United States

Transgender Candidate for Virginia House Gets Flood of Donations After Trump Decision

The first transgender person to run for the Virginia House of Delegates found an unlikely silver lining in President Trump's decision to ban transgender people from serving in the military.

Danica Roem received more than $52,000 in donations Wednesday, the day that Trump announced his decision on Twitter.

"We attribute that to people wanting to make a statement, that they are opposed to what the president announced yesterday regarding transgender discrimination," said Roem, who is a Democrat. 

It was the biggest single day of fund-raising since her campaign began, Roem said.

The 86 donations came from all over the country and from the 13th District, where Roem is running against Republican incumbent Bob Marshall. Marshall is a strong supporter of Trump's decision to exclude transgender people from military service.

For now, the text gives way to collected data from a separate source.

// ---------------------------------------------------------------------------
// Parser
// ---------------------------------------------------------------------------

/// Parse a single format specifier starting after the '%' character.
///
/// `fmt` points to the first byte AFTER '%'. Returns `(spec, bytes_consumed)`
/// where `bytes_consumed` counts from `fmt[0]`. Returns `None` if malformed.
pub fn parse_format_spec(fmt: &[u8]) -> Option<(FormatSpec, usize)> {
    let mut pos = 0;
    let len = fmt.len();

    // --- flags ---
    let mut flags = FormatFlags::default();
    while pos < len {
        match fmt[pos] {
            b'-' => flags.left_justify = true,
            b'+' => flags.force_sign = true,
            b' ' => flags.space_sign = true,
            b'#' => flags.alt_form = true,
            b'0' => flags.zero_pad = true,
            _ => break,
        }
        pos += 1;
    }
    // POSIX: '+' overrides ' '; '-' overrides '0'.
    if flags.force_sign {
        flags.space_sign = false;
    }
    if flags.left_justify {
        flags.zero_pad = false;
    }

    // --- width ---
    let width = if pos < len && fmt[pos] == b'*' {
        pos += 1;
        Width::FromArg
    } else {
        let start = pos;
        while pos < len && fmt[pos].is_ascii_digit() {
            pos += 1;
        }
        if pos > start {
            Width::Fixed(parse_decimal(&fmt[start..pos]))
        } else {
            Width::None
        }
    };

    // --- precision ---
    let precision = if pos < len && fmt[pos] == b'.' {
        pos += 1;
        if pos < len && fmt[pos] == b'*' {
            pos += 1;
            Precision::FromArg
        } else {
            let start = pos;
            while pos < len && fmt[pos].is_ascii_digit() {
                pos += 1;
            }
            Precision::Fixed(if pos > start {
                parse_decimal(&fmt[start..pos])
            } else {
                0
            })
        }
    } else {
        Precision::None
    };

    // --- length modifier ---
    let length = if pos < len {
        match fmt[pos] {
            b'h' => {
                pos += 1;
                if pos < len && fmt[pos] == b'h' {
                    pos += 1;
                    LengthMod::Hh
                } else {
                    LengthMod::H
                }
            }
            b'l' => {
                pos += 1;
                if pos < len && fmt[pos] == b'l' {
                    pos += 1;
                    LengthMod::Ll
                } else {
                    LengthMod::L
                }
            }
            b'z' => {
                pos += 1;
                LengthMod::Z
            }
            b't' => {
                pos += 1;
                LengthMod::T
            }
            b'j' => {
                pos += 1;
                LengthMod::J
            }
            b'L' => {
                pos += 1;
                LengthMod::BigL
            }
            _ => LengthMod::None,
        }
    } else {
        LengthMod::None
    };

    // --- conversion specifier ---
    if pos >= len {
        return None;
    }
    let conversion = fmt[pos];
    pos += 1;

    match conversion {
        b'd' | b'i' | b'u' | b'x' | b'X' | b'o' | b's' | b'c' | b'p' | b'n' | b'%' | b'f'
        | b'F' | b'e' | b'E' | b'g' | b'G' | b'a' | b'A' => {}
        _ => return None,
    }

    Some((
        FormatSpec {
            flags,
            width,
            precision,
            length,
            conversion,
        },
        pos,
    ))
}
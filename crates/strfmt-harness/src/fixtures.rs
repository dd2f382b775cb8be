//! Fixture loading and management.

use std::path::{Path, PathBuf};

use serde::{Deserialize, Serialize};
use strfmt_core::FormatArg;

use crate::HarnessError;

/// One typed argument in a fixture case, e.g. `{"int": -3}` or `{"str": "hi"}`.
#[derive(Debug, Clone, PartialEq, Serialize, Deserialize)]
#[serde(rename_all = "lowercase")]
pub enum FixtureArg {
    Int(i64),
    Uint(u64),
    Float(f64),
    Char(char),
    Str(String),
    Ptr(usize),
}

impl FixtureArg {
    /// Parse the CLI form `<kind>:<value>`.
    pub fn parse_cli(raw: &str) -> Result<Self, HarnessError> {
        let invalid = || HarnessError::InvalidArg(raw.to_string());
        let (kind, value) = raw.split_once(':').ok_or_else(invalid)?;
        let arg = match kind {
            "int" => Self::Int(value.parse().map_err(|_| invalid())?),
            "uint" => Self::Uint(parse_unsigned(value).ok_or_else(invalid)?),
            "float" => Self::Float(value.parse().map_err(|_| invalid())?),
            "char" => {
                let mut chars = value.chars();
                match (chars.next(), chars.next()) {
                    (Some(c), None) => Self::Char(c),
                    _ => return Err(invalid()),
                }
            }
            "str" => Self::Str(value.to_string()),
            "ptr" => Self::Ptr(
                parse_unsigned(value)
                    .and_then(|v| usize::try_from(v).ok())
                    .ok_or_else(invalid)?,
            ),
            _ => return Err(invalid()),
        };
        Ok(arg)
    }

    /// Borrow this argument as a formatter argument.
    #[must_use]
    pub fn as_format_arg(&self) -> FormatArg<'_> {
        match self {
            Self::Int(v) => FormatArg::SignedInt(*v),
            Self::Uint(v) => FormatArg::UnsignedInt(*v),
            Self::Float(v) => FormatArg::Float(*v),
            Self::Char(c) => FormatArg::from(*c),
            Self::Str(s) => FormatArg::from(s.as_str()),
            Self::Ptr(p) => FormatArg::Pointer(*p),
        }
    }
}

fn parse_unsigned(value: &str) -> Option<u64> {
    match value.strip_prefix("0x").or_else(|| value.strip_prefix("0X")) {
        Some(hex) => u64::from_str_radix(hex, 16).ok(),
        None => value.parse().ok(),
    }
}

/// A single fixture test case.
#[derive(Debug, Clone, Serialize, Deserialize)]
pub struct FixtureCase {
    /// Case identifier.
    pub name: String,
    /// printf-style template.
    pub template: String,
    /// Arguments in template order.
    #[serde(default)]
    pub args: Vec<FixtureArg>,
    /// Expected formatted output.
    pub expected_output: String,
    /// C standard section reference.
    pub spec_section: String,
}

impl FixtureCase {
    #[must_use]
    pub fn format_args(&self) -> Vec<FormatArg<'_>> {
        self.args.iter().map(FixtureArg::as_format_arg).collect()
    }
}

/// A collection of fixture cases for one directive family.
#[derive(Debug, Clone, Serialize, Deserialize)]
pub struct FixtureSet {
    /// Schema version.
    pub version: String,
    /// Directive family name.
    pub family: String,
    /// UTC timestamp of capture.
    pub captured_at: String,
    /// Individual test cases.
    pub cases: Vec<FixtureCase>,
}

impl FixtureSet {
    /// Load fixture set from JSON string.
    pub fn from_json(json: &str) -> Result<Self, serde_json::Error> {
        serde_json::from_str(json)
    }

    /// Serialize fixture set to JSON string.
    pub fn to_json(&self) -> Result<String, serde_json::Error> {
        serde_json::to_string_pretty(self)
    }

    /// Load fixture set from a file path.
    pub fn from_file(path: &Path) -> Result<Self, HarnessError> {
        let content = std::fs::read_to_string(path).map_err(|e| HarnessError::io(path, e))?;
        Self::from_json(&content).map_err(|source| HarnessError::Json {
            path: path.to_path_buf(),
            source,
        })
    }
}

/// Resolve `path` to fixture files: the file itself, or every `*.json` in a
/// directory, sorted by name.
pub fn collect_fixture_paths(path: &Path) -> Result<Vec<PathBuf>, HarnessError> {
    if path.is_file() {
        return Ok(vec![path.to_path_buf()]);
    }
    let mut paths: Vec<PathBuf> = std::fs::read_dir(path)
        .map_err(|e| HarnessError::io(path, e))?
        .filter_map(|entry| entry.ok().map(|entry| entry.path()))
        .filter(|p| p.extension().and_then(|s| s.to_str()) == Some("json"))
        .collect();
    paths.sort();
    if paths.is_empty() {
        return Err(HarnessError::NoFixtures(path.to_path_buf()));
    }
    Ok(paths)
}
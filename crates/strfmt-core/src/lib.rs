//! # strfmt-core
//!
//! printf-style formatting into exact-fit owned buffers.
//!
//! The crate pairs a POSIX printf engine with an allocating front end:
//! [`format_string`] measures the output in a dry-run pass, allocates
//! `len + 1` bytes once, renders, and appends a NUL terminator. Allocation
//! failure is reported as [`FormatError::AllocationFailure`] and nothing is
//! rendered.
//!
//! Arguments are a materialized slice of [`FormatArg`] rather than a
//! single-pass cursor, so the measuring and rendering passes read the same
//! values independently.
//!
//! ```
//! use strfmt_core::string_fmt;
//!
//! let out = string_fmt!("%d-%d", 3, 7).unwrap();
//! assert_eq!(out.as_bytes_with_nul(), b"3-7\0");
//! ```
//!
//! Argument handling follows the C calling convention where C leaves it
//! undefined: numeric conversions read a 64-bit register image narrowed by
//! the length modifier, `%s` with a non-string argument prints `(null)`,
//! missing arguments print nothing, and `%n` prints nothing.
//!
//! No `unsafe` code is permitted at the crate level.

#![deny(unsafe_code)]

pub mod alloc_fmt;
pub mod args;
pub mod error;
pub mod printf;
pub mod render;
pub mod sink;

pub use alloc_fmt::{
    BufferAllocator, CappedAllocator, FormattedString, SystemAllocator, format_string,
    format_string_in,
};
pub use args::FormatArg;
pub use error::FormatError;
pub use printf::{FormatSegment, FormatSpec, parse_format_string};
pub use render::{format_into, measure, measure_segments, render_segments};
pub use sink::{CountingSink, FormatSink, SliceSink};

/// Format into a [`FormattedString`], converting each argument with
/// [`FormatArg::from`].
///
/// Expands to a call to [`format_string`] and yields its `Result`.
#[macro_export]
macro_rules! string_fmt {
    ($template:expr $(,)?) => {
        $crate::format_string($template, &[])
    };
    ($template:expr, $($arg:expr),+ $(,)?) => {
        $crate::format_string($template, &[$($crate::FormatArg::from($arg)),+])
    };
}
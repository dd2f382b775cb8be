//! Fixture verification harness for strfmt.
//!
//! This crate provides:
//! - Fixture loading: JSON case files with typed arguments and expected output
//! - Fixture verify: render every case through `strfmt-core` and compare
//! - Structured logging: JSONL records for each verification run
//! - Report generation: markdown + JSON summaries with a digest index

#![forbid(unsafe_code)]

pub mod config;
pub mod diff;
pub mod error;
pub mod fixtures;
pub mod report;
pub mod runner;
pub mod structured_log;
pub mod verify;

pub use config::HarnessConfig;
pub use error::HarnessError;
pub use fixtures::{FixtureArg, FixtureCase, FixtureSet};
pub use report::ConformanceReport;
pub use runner::TestRunner;
pub use verify::{VerificationResult, VerificationSummary};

"Needing operations, taking 10 years of chemical treatment to allegedly change from one sex to the other, being out of commission for 9 months if you have to get an operation to satisfy your desires," Marshall said, "it is not comparable with the fighting function of the United States military."

Marshall has been in office for 26 years in the district that includes parts of Prince William County. He was the sponsor of a so-called "bathroom bill" that would have restricted the bathrooms that transgender people can use, and authored a now-void constitutional amendment that defined marriage as between one man and one woman.

A political action committee that supports LGBTQ candidates has called Marshall the "the most anti-LGBTQ member of the Virginia state legislature." 

Marshall has also pushed for more transparent Virginia government and authored bills to streamline the paperwork required of Virginia businesses.

Roem, a former journalist and Manassas native, has said Marshall spends too much time on social policy and that she wants to focus on local issues, particularly easing congestion in fast-growing Prince William County.

"I want to build up our infrastructure, not tear down each other," Roem says on her website.